En effet le Ministère de la Culture de la République islamique exige que les femmes soient voilées sur scène, même quand elles jouent des scènes d’intérieur et qu’il n’y ait sur scène aucun contact entre hommes et femmes. Ostermeier a été obligé de mettre de l’eau, beaucoup d’eau dans son vin. Mais loin d’atténuer, ou d’altérer, le spectacle, ces contraintes ont en exacerbé la violence. Certes, une partie de la mise en scène initiale a été gommée, les costumes excentriques, la scène du viol, mais la sédition s’est déplacée dans le corps des comédiens, dans le corps du public iranien.
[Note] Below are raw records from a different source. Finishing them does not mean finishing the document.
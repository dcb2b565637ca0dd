//! Outbound transport to the canonical destination

use std::time::Duration;

use bytes::Bytes;
use contracts::{HeaderEntry, HeaderSet};
use reqwest::header::{HeaderMap, HeaderName, HeaderValue};
use reqwest::Client;
use tracing::{debug, warn};
use url::Url;

use crate::error::{RelayError, Result};

/// Response obtained from the canonical destination
#[derive(Debug, Clone)]
pub struct RelayResponse {
    pub status: u16,
    pub headers: HeaderSet,
    pub body: Bytes,
}

impl RelayResponse {
    pub fn is_success(&self) -> bool {
        (200..300).contains(&self.status)
    }
}

/// Long-lived, pooled client bound to one destination URI
#[derive(Debug, Clone)]
pub struct DestinationClient {
    uri: Url,
    client: Client,
}

impl DestinationClient {
    /// Bind to `uri`, which must be an absolute http(s) URI
    pub fn new(uri: &str, timeout: Duration) -> Result<Self> {
        let uri = parse_destination(uri)?;
        let client = Client::builder()
            .timeout(timeout)
            .build()
            .map_err(|e| RelayError::Config(format!("failed to build HTTP client: {e}")))?;
        Ok(Self { uri, client })
    }

    pub fn uri(&self) -> &Url {
        &self.uri
    }

    /// POST `body` unchanged with the forwardable subset of `headers`
    ///
    /// Any HTTP status is a response; only transport failures are errors.
    pub async fn send(&self, body: Bytes, headers: &HeaderSet) -> Result<RelayResponse> {
        let forward = headers.split_for_forward();

        let response = self
            .client
            .post(self.uri.clone())
            .headers(to_header_map(&forward.general))
            .body(body)
            .headers(to_header_map(&forward.content))
            .send()
            .await
            .map_err(|e| self.transport_error(e))?;

        let status = response.status().as_u16();
        let headers = from_header_map(response.headers());
        let body = response.bytes().await.map_err(|e| self.transport_error(e))?;

        debug!(status, bytes = body.len(), "Destination responded");
        Ok(RelayResponse {
            status,
            headers,
            body,
        })
    }

    fn transport_error(&self, source: reqwest::Error) -> RelayError {
        RelayError::Destination {
            uri: self.uri.to_string(),
            source,
        }
    }
}

fn parse_destination(uri: &str) -> Result<Url> {
    let url = Url::parse(uri)
        .map_err(|e| RelayError::Config(format!("destination '{uri}' is not an absolute URI: {e}")))?;
    match url.scheme() {
        "http" | "https" => Ok(url),
        other => Err(RelayError::Config(format!(
            "destination '{uri}' has unsupported scheme '{other}'"
        ))),
    }
}

/// Framing is owned by the outbound client
fn is_framing_header(name: &str) -> bool {
    name.eq_ignore_ascii_case("transfer-encoding")
}

fn to_header_map(entries: &[HeaderEntry]) -> HeaderMap {
    let mut map = HeaderMap::new();
    for entry in entries.iter().filter(|e| !is_framing_header(&e.name)) {
        let Ok(name) = HeaderName::from_bytes(entry.name.as_bytes()) else {
            warn!(header = %entry.name, "Dropping header with invalid name");
            continue;
        };
        for value in &entry.values {
            match HeaderValue::from_str(value) {
                Ok(value) => {
                    map.append(name.clone(), value);
                }
                Err(_) => warn!(header = %entry.name, "Dropping invalid header value"),
            }
        }
    }
    map
}

fn from_header_map(map: &HeaderMap) -> HeaderSet {
    map.iter()
        .map(|(name, value)| {
            (
                name.as_str().to_string(),
                String::from_utf8_lossy(value.as_bytes()).into_owned(),
            )
        })
        .collect()
}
Il y avait quelque chose d’irréel à voir Ophélie se rouler par terre avec son hijab rose, où les invités du mariage de Gertrude et de Claudius rouler sous la table après avoir ingurgité force bouteilles d’eau minérale. Mais la folie était ailleurs, la foule se battant devant les grilles de l’Opéra de Téhéran et forçant les portes pour y entrer. Après l’enterrement du roi sous une pluie battante avec du Rock, Lars Eidinger, lâché comme un cheval fou sur scène, casse tout sur son passage, les conventions, les interdits et se moque des traductions en persan qui n’ont rien à avoir avec ses jurons. Il quitte la scène, enjambe les travées, prend des selfies avec les spectateurs, fait monter une jeune fille sur scène pour qu’elle le prenne en photo. La salle est en délire et rit aux éclats devant cette scène où se joue une beuverie dominée par deux grands portraits, l’un de Khomeiny, l’autre du Guide Khamenei. Vers la fin de la pièce, Lars Eidinger sentant la salle tanguer, demande un plein feu et découvre plus de trois cent personnes debout depuis trois heures pour assister à cet Hamlet de folie. Il quitte de nouveau la scène en courant, va vers le public en s’écriant : « Ce n’est pas en Allemagne qu’on verrait un public pareil ». C’est vrai, ça ne se passe qu’à Téhéran !
Ferdowsi Hôtel, Téhéran,
Mohamed Kacimi
Je remercie particulièrement Mina Kavani ainsi que Tinouche Nazmjou à qui je dois cette invitation. Ainsi que la sémillante Chadi, Mahshad Mokhberi, qui a été mon merveilleux guide à Téhéran et qui a appris le français par amour pour Aragon…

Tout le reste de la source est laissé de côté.